Głosy niezadowolenia z faktu, że firma specjalizująca się w świadczeniu usług cateringowych dla szpitali będzie obsługiwać większość szkół w Bielska-Białej, od kilku dni pojawiają się na grupach w mediach społecznościowych (14 grudnia otworzono oferty w przetargu). Rodzice sugerują, by zrezygnować z obiadów szkolnych, co ich zdaniem sprawi, że firma zrezygnuje ze świadczenia usługi. Pojawiają się także głosy niezadowolenia z tego, że jedynym kryterium oceny złożonych ofert była zaproponowana cena.

Naruszenie zasady konkurencyjności

Zapytani o procedurę przetargową urzędnicy odpowiadają, że zastosowano tylko kryterium ceny, bo wymagania jakościowe zostały szczegółowo opisane i zastrzeżone w przedmiocie zamówienia. - W opisie przedmiotu zamówienia określone zostały standardy i wymagania jakościowe. Dla każdej części określono m.in. parametry świadczonych usług, szczegółowe zalecenia co do jakości użytych surowców, zasady ogólne, gramatury oraz przykładowe menu - wyjaśniają w Ratuszu.

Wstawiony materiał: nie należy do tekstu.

//! Reconciling publish records onto the paths that asked for them.

use std::collections::BTreeMap;
use std::path::PathBuf;

use chrono::{DateTime, Utc};
use publish_resolver_registry::Record;
use publish_resolver_roots::PathGroup;

use crate::query::QueryResults;

/// The publish record matched to each original path.
///
/// Paths without a matching publish are absent.
pub type MatchResult = BTreeMap<PathBuf, Record>;

/// Policy for publishes with equal creation times.
#[derive(Debug, Clone, Copy, Default, PartialEq, Eq)]
pub enum TieBreak {
    /// The record processed last wins.
    #[default]
    LastProcessed,
    /// The record processed first wins.
    FirstProcessed,
}

/// Picks the most recent publish for every path.
///
/// Records are processed storage by storage in sorted storage order and, within
/// a storage, in the order the registry returned them. A record replaces the
/// current match of a path when it was created strictly later; equal creation
/// times are settled by the [`TieBreak`] policy. Records without a readable
/// `created_at` lose against any dated record.
#[derive(Debug, Clone, Copy, Default)]
pub struct PublishMatcher {
    tie_break: TieBreak,
}

impl PublishMatcher {
    /// Create a matcher with the default tie-break.
    pub fn new() -> Self {
        Self::default()
    }

    /// Set the tie-break policy.
    pub fn with_tie_break(mut self, tie_break: TieBreak) -> Self {
        self.tie_break = tie_break;
        self
    }

    /// Map original paths to their most recent publish.
    ///
    /// # Arguments
    /// * `results` - Publish records per storage
    /// * `group` - The grouping the records were queried for
    pub fn match_publishes(&self, results: &QueryResults, group: &PathGroup) -> MatchResult {
        let mut matches: MatchResult = MatchResult::new();

        for (storage, records) in results {
            for record in records {
                let Some(path_cache) = record.path_cache() else {
                    log::warn!(
                        "Publish {} has no path cache, ignoring",
                        record.id()
                    );
                    continue;
                };

                for path in group.paths_for(storage, path_cache) {
                    let replace: bool = match matches.get(path) {
                        Some(current) => self.replaces(record, current),
                        None => true,
                    };
                    if replace {
                        matches.insert(path.clone(), record.clone());
                    }
                }
            }
        }

        matches
    }

    fn replaces(&self, candidate: &Record, current: &Record) -> bool {
        let candidate_time: Option<DateTime<Utc>> = candidate.created_at();
        let current_time: Option<DateTime<Utc>> = current.created_at();
        if candidate_time != current_time {
            return candidate_time > current_time;
        }
        self.tie_break == TieBreak::LastProcessed
    }
}
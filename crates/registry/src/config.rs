//! Registry connection configuration.

use std::path::{Path, PathBuf};

use publish_resolver_common::{
    config_core_dir, read_config_file, APP_STORE_CONFIG_FILE, SHOTGUN_CONFIG_FILE,
};
use serde::Deserialize;

use crate::error::RegistryError;
use crate::traits::RegistryClient;
use crate::types::{entity, field, EntityRef, Filter, Record};

/// Connection settings for a registry server.
///
/// Read from the studio's `shotgun.yml` (or `app_store.yml` for the app
/// store):
///
/// ```yaml
/// host: https://studio.example.com
/// api_script: toolkit
/// api_key: 0123456789abcdef
/// http_proxy: proxy.example.com:8080
/// ```
#[derive(Clone, PartialEq, Eq)]
pub struct ConnectionConfig {
    /// Server URL.
    pub host: String,
    /// API script name.
    pub api_script: String,
    /// API script key.
    pub api_key: String,
    /// Optional HTTP proxy.
    pub http_proxy: Option<String>,
}

/// Connection file as written on disk; every field may be missing.
#[derive(Debug, Default, Deserialize)]
struct RawConnectionConfig {
    host: Option<String>,
    api_script: Option<String>,
    api_key: Option<String>,
    http_proxy: Option<String>,
}

impl ConnectionConfig {
    /// Load a connection file.
    ///
    /// # Arguments
    /// * `path` - Path to the YAML connection file
    ///
    /// # Errors
    /// Returns error if the file is missing, is not valid YAML, or lacks
    /// `host`, `api_script` or `api_key`.
    pub fn load(path: &Path) -> Result<Self, RegistryError> {
        let contents: String = read_config_file(path)?;
        Self::from_yaml_str(&contents, path)
    }

    /// Parse connection settings.
    ///
    /// # Arguments
    /// * `contents` - YAML text
    /// * `path` - File the text came from, used in error messages
    pub fn from_yaml_str(contents: &str, path: &Path) -> Result<Self, RegistryError> {
        let display_path: String = path.display().to_string();

        let raw: RawConnectionConfig =
            match serde_yaml::from_str::<Option<RawConnectionConfig>>(contents) {
                Ok(raw) => raw.unwrap_or_default(),
                Err(e) => {
                    return Err(RegistryError::Config {
                        path: display_path,
                        message: e.to_string(),
                    })
                }
            };

        let required = |value: Option<String>, field: &'static str| {
            value.ok_or_else(|| RegistryError::MissingConfigField {
                path: display_path.clone(),
                field,
            })
        };

        Ok(Self {
            host: required(raw.host, "host")?,
            api_script: required(raw.api_script, "api_script")?,
            api_key: required(raw.api_key, "api_key")?,
            http_proxy: raw.http_proxy,
        })
    }

    /// Load the registry connection of a studio.
    ///
    /// # Arguments
    /// * `studio_root` - Directory containing the studio's projects
    pub fn for_studio(studio_root: &Path) -> Result<Self, RegistryError> {
        Self::load(&config_core_dir(studio_root).join(SHOTGUN_CONFIG_FILE))
    }

    /// Load the registry connection of the studio a project belongs to.
    ///
    /// # Arguments
    /// * `project_root` - Project directory; its parent is the studio root
    pub fn for_project(project_root: &Path) -> Result<Self, RegistryError> {
        Self::for_studio(&studio_root(project_root))
    }

    /// Load the app store connection of a studio.
    ///
    /// # Arguments
    /// * `studio_root` - Directory containing the studio's projects
    pub fn app_store_for_studio(studio_root: &Path) -> Result<Self, RegistryError> {
        Self::load(&config_core_dir(studio_root).join(APP_STORE_CONFIG_FILE))
    }

    /// Load the app store connection of the studio a project belongs to.
    ///
    /// # Arguments
    /// * `project_root` - Project directory; its parent is the studio root
    pub fn app_store_for_project(project_root: &Path) -> Result<Self, RegistryError> {
        Self::app_store_for_studio(&studio_root(project_root))
    }
}

impl std::fmt::Debug for ConnectionConfig {
    fn fmt(&self, f: &mut std::fmt::Formatter<'_>) -> std::fmt::Result {
        f.debug_struct("ConnectionConfig")
            .field("host", &self.host)
            .field("api_script", &self.api_script)
            .field("api_key", &"<redacted>")
            .field("http_proxy", &self.http_proxy)
            .finish()
    }
}

fn studio_root(project_root: &Path) -> PathBuf {
    match project_root.parent() {
        Some(parent) if !parent.as_os_str().is_empty() => parent.to_path_buf(),
        _ => project_root.join(".."),
    }
}

/// Look up the API user a connection authenticates as.
///
/// # Arguments
/// * `registry` - Registry to query
/// * `config` - Connection whose `api_script` names the user
///
/// # Errors
/// Returns [`RegistryError::ScriptUserNotFound`] if no `ApiUser` has the
/// script name as its first name.
pub fn resolve_script_user(
    registry: &dyn RegistryClient,
    config: &ConnectionConfig,
) -> Result<EntityRef, RegistryError> {
    let user: Option<Record> = registry.find_one(
        entity::API_USER,
        &[Filter::is(field::FIRSTNAME, config.api_script.as_str())],
        &[],
    )?;

    user.map(|record| record.entity_ref())
        .ok_or_else(|| RegistryError::ScriptUserNotFound {
            script: config.api_script.clone(),
        })
}
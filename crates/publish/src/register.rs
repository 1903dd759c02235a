//! Registering new publishes.

use std::path::{Path, PathBuf};

use publish_resolver_common::file_name;
use publish_resolver_registry::{entity, field, EntityRef, Filter, Record};
use publish_resolver_roots::ResolvedPath;
use serde_json::{Map, Value};

use crate::context::Context;
use crate::dependencies::DependencyLinker;
use crate::error::PublishError;
use crate::toolkit::Toolkit;

/// Optional settings for [`register_publish`].
#[derive(Debug, Clone, Default, PartialEq, Eq)]
pub struct RegisterOptions {
    /// Task to link; defaults to the context's task.
    pub task: Option<EntityRef>,
    /// Description stored on the publish.
    pub comment: Option<String>,
    /// Image uploaded as the publish's thumbnail.
    pub thumbnail_path: Option<PathBuf>,
    /// Files the publish depends on. Paths without a publish are ignored.
    pub dependency_paths: Vec<PathBuf>,
    /// Publish type code, e.g. `Maya Scene`.
    pub type_label: Option<String>,
    /// Also set the thumbnail on the context's entity.
    pub update_entity_thumbnail: bool,
    /// Also set the thumbnail on the task.
    pub update_task_thumbnail: bool,
}

impl RegisterOptions {
    /// Create options with every setting at its default.
    pub fn new() -> Self {
        Self::default()
    }

    pub fn with_task(mut self, task: EntityRef) -> Self {
        self.task = Some(task);
        self
    }

    pub fn with_comment(mut self, comment: impl Into<String>) -> Self {
        self.comment = Some(comment.into());
        self
    }

    pub fn with_thumbnail(mut self, path: impl Into<PathBuf>) -> Self {
        self.thumbnail_path = Some(path.into());
        self
    }

    pub fn with_dependencies<P: Into<PathBuf>>(mut self, paths: impl IntoIterator<Item = P>) -> Self {
        self.dependency_paths.extend(paths.into_iter().map(Into::into));
        self
    }

    pub fn with_type_label(mut self, label: impl Into<String>) -> Self {
        self.type_label = Some(label.into());
        self
    }

    pub fn update_entity_thumbnail(mut self, update: bool) -> Self {
        self.update_entity_thumbnail = update;
        self
    }

    pub fn update_task_thumbnail(mut self, update: bool) -> Self {
        self.update_task_thumbnail = update;
        self
    }

    /// Check the options before any registry call is made.
    ///
    /// # Errors
    /// Returns [`PublishError::InvalidOptions`] if the type label is blank.
    pub fn validate(&self) -> Result<(), PublishError> {
        if let Some(label) = &self.type_label {
            if label.trim().is_empty() {
                return Err(PublishError::InvalidOptions {
                    message: "publish type label must not be blank".into(),
                });
            }
        }
        Ok(())
    }
}

/// Creates publish records in the registry.
#[derive(Debug, Clone, Copy)]
pub struct PublishRegistrar<'a> {
    toolkit: &'a Toolkit,
}

impl<'a> PublishRegistrar<'a> {
    /// Create a registrar for a project.
    ///
    /// # Arguments
    /// * `toolkit` - Project toolkit
    pub fn new(toolkit: &'a Toolkit) -> Self {
        Self { toolkit }
    }

    /// Register a file or sequence as a new publish.
    ///
    /// Sequence paths are abstracted first, so frame paths register the
    /// whole sequence. After the record is created the thumbnail is uploaded
    /// and dependency edges are created for every dependency path that has a
    /// publish of its own.
    ///
    /// # Arguments
    /// * `context` - Context the publish belongs to
    /// * `path` - File or sequence path
    /// * `name` - Version-less name grouping the versions of this publish
    /// * `version_number` - Version of this publish
    /// * `options` - Optional settings
    ///
    /// # Returns
    /// The created publish record.
    ///
    /// # Errors
    /// Returns [`PublishError::InvalidOptions`] for a blank name or type
    /// label or a path that is not valid UTF-8, and [`PublishError::UnknownClassification`] for an unknown
    /// type. Registry errors abort the registration; a failure after the
    /// record was created leaves the record in place.
    pub fn register(
        &self,
        context: &Context,
        path: &Path,
        name: &str,
        version_number: i64,
        options: &RegisterOptions,
    ) -> Result<Record, PublishError> {
        if name.trim().is_empty() {
            return Err(PublishError::InvalidOptions {
                message: "publish name must not be blank".into(),
            });
        }
        options.validate()?;

        let Some(path): Option<&str> = path.to_str() else {
            return Err(PublishError::InvalidOptions {
                message: format!("publish path {} is not valid UTF-8", path.display()),
            });
        };
        let path: String = self.toolkit.abstractor().abstract_path(path);

        let publish_type: Option<Record> = match &options.type_label {
            Some(label) => Some(self.find_publish_type(context, label)?),
            None => None,
        };

        let task: Option<&EntityRef> = options.task.as_ref().or(context.task.as_ref());

        let mut data: Map<String, Value> = Map::new();
        data.insert(field::CODE.into(), Value::from(file_name(&path)));
        data.insert(field::DESCRIPTION.into(), options.comment.clone().into());
        data.insert(field::NAME.into(), Value::from(name));
        data.insert(field::PROJECT.into(), context.project.to_value());
        data.insert(field::ENTITY.into(), optional_ref(context.entity.as_ref()));
        data.insert(field::TASK.into(), optional_ref(task));
        data.insert(field::VERSION_NUMBER.into(), Value::from(version_number));
        data.insert(field::PATH.into(), local_path(&path));
        match self.toolkit.resolver().resolve(&path) {
            Some(resolved) => {
                data.insert(field::PATH_CACHE.into(), Value::from(resolved.path_cache.clone()));
                if let Some(storage) = self.find_storage(&resolved)? {
                    data.insert(field::PATH_CACHE_STORAGE.into(), storage.entity_ref().to_value());
                }
            }
            None => {
                log::debug!("{} is outside every storage root, registering without path cache", path);
                data.insert(field::PATH_CACHE.into(), Value::Null);
            }
        }
        if let Some(user) = self.toolkit.registry().current_user()? {
            data.insert(field::CREATED_BY.into(), user.to_value());
        }
        if let Some(publish_type) = &publish_type {
            data.insert(field::PUBLISH_TYPE.into(), publish_type.entity_ref().to_value());
        }

        let publish: Record = self
            .toolkit
            .registry()
            .create(entity::PUBLISHED_FILE, data)?;
        log::debug!("Registered publish {} for {}", publish.id(), path);

        if let Some(thumbnail) = &options.thumbnail_path {
            self.upload_thumbnails(&publish, context, task, thumbnail, options)?;
        }

        DependencyLinker::new(self.toolkit).link(&publish, &options.dependency_paths)?;

        Ok(publish)
    }

    fn find_publish_type(&self, context: &Context, label: &str) -> Result<Record, PublishError> {
        self.toolkit
            .registry()
            .find_one(
                entity::PUBLISH_TYPE,
                &[
                    Filter::is(field::CODE, label),
                    Filter::is(field::PROJECT, context.project.clone()),
                ],
                &[],
            )?
            .ok_or_else(|| PublishError::UnknownClassification {
                label: label.to_string(),
            })
    }

    fn find_storage(&self, resolved: &ResolvedPath) -> Result<Option<Record>, PublishError> {
        let storage: Option<Record> = self.toolkit.registry().find_one(
            entity::LOCAL_STORAGE,
            &[Filter::is(field::CODE, resolved.storage_name())],
            &[],
        )?;
        if storage.is_none() {
            log::warn!(
                "No storage {} in the registry, registering without path cache storage",
                resolved.storage_name()
            );
        }
        Ok(storage)
    }

    fn upload_thumbnails(
        &self,
        publish: &Record,
        context: &Context,
        task: Option<&EntityRef>,
        thumbnail: &Path,
        options: &RegisterOptions,
    ) -> Result<(), PublishError> {
        if !thumbnail.exists() {
            log::warn!(
                "Thumbnail {} does not exist, skipping upload",
                thumbnail.display()
            );
            return Ok(());
        }

        let registry = self.toolkit.registry();
        registry.upload_thumbnail(publish.entity_type(), publish.id(), thumbnail)?;

        if options.update_entity_thumbnail {
            if let Some(entity) = &context.entity {
                registry.upload_thumbnail(&entity.entity_type, entity.id, thumbnail)?;
            }
        }

        if options.update_task_thumbnail {
            if let Some(task) = task {
                registry.upload_thumbnail(entity::TASK, task.id, thumbnail)?;
            }
        }

        Ok(())
    }
}

fn optional_ref(entity: Option<&EntityRef>) -> Value {
    entity.map(EntityRef::to_value).unwrap_or(Value::Null)
}

fn local_path(path: &str) -> Value {
    let mut object: Map<String, Value> = Map::new();
    object.insert(field::LOCAL_PATH.into(), Value::from(path));
    Value::Object(object)
}

/// Register a file or sequence as a new publish.
///
/// See [`PublishRegistrar::register`].
pub fn register_publish(
    toolkit: &Toolkit,
    context: &Context,
    path: &Path,
    name: &str,
    version_number: i64,
    options: &RegisterOptions,
) -> Result<Record, PublishError> {
    PublishRegistrar::new(toolkit).register(context, path, name, version_number, options)
}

Urzędnicy nie zezwolili na stosowanie w procesie żywienia młodzieży szkolnej dań lub produktów typu: fast food, konserw, produktów z glutaminianem sodu i innymi wzmacniaczami smaku, parówek, produktów masłopodobnych i seropodobnych, soków zagęszczonych, mięsa odkostnionego mechanicznie (tzw. MOM) oraz wędlin z dodatkiem preparatów białkowych (soja) i/lub skrobi modyfikowanej, barwników, serów topionych, a także margaryn. W zamówieniu określono także dokładne godziny dostarczenia posiłków do każdej ze szkół, minimalną temperaturę drugiego dania (63 st. C) oraz maksymalną surówki (4 st. C).

Zapytaliśmy, czy poprzez specyfikacje nie można było wymóc, by wykonawcą były podmioty, które w niektórych szkołach prowadzą stołówki stawiając restrykcyjne określenie czasu od przygotowania posiłku do jego dostarczenia. Urzędnicy odpowiadają, że taki zapis stanowiłby naruszenie zasady konkurencyjności. Teoretycznie była możliwość, by „promować” dotychczasowe firmy - wystarczyło, by każda ze szkół we własnym zakresie przeprowadziła postępowanie przetargowe. Dyrektorzy bielskich szkół woleli, by przetarg został zorganizowany przez Urząd Miejski.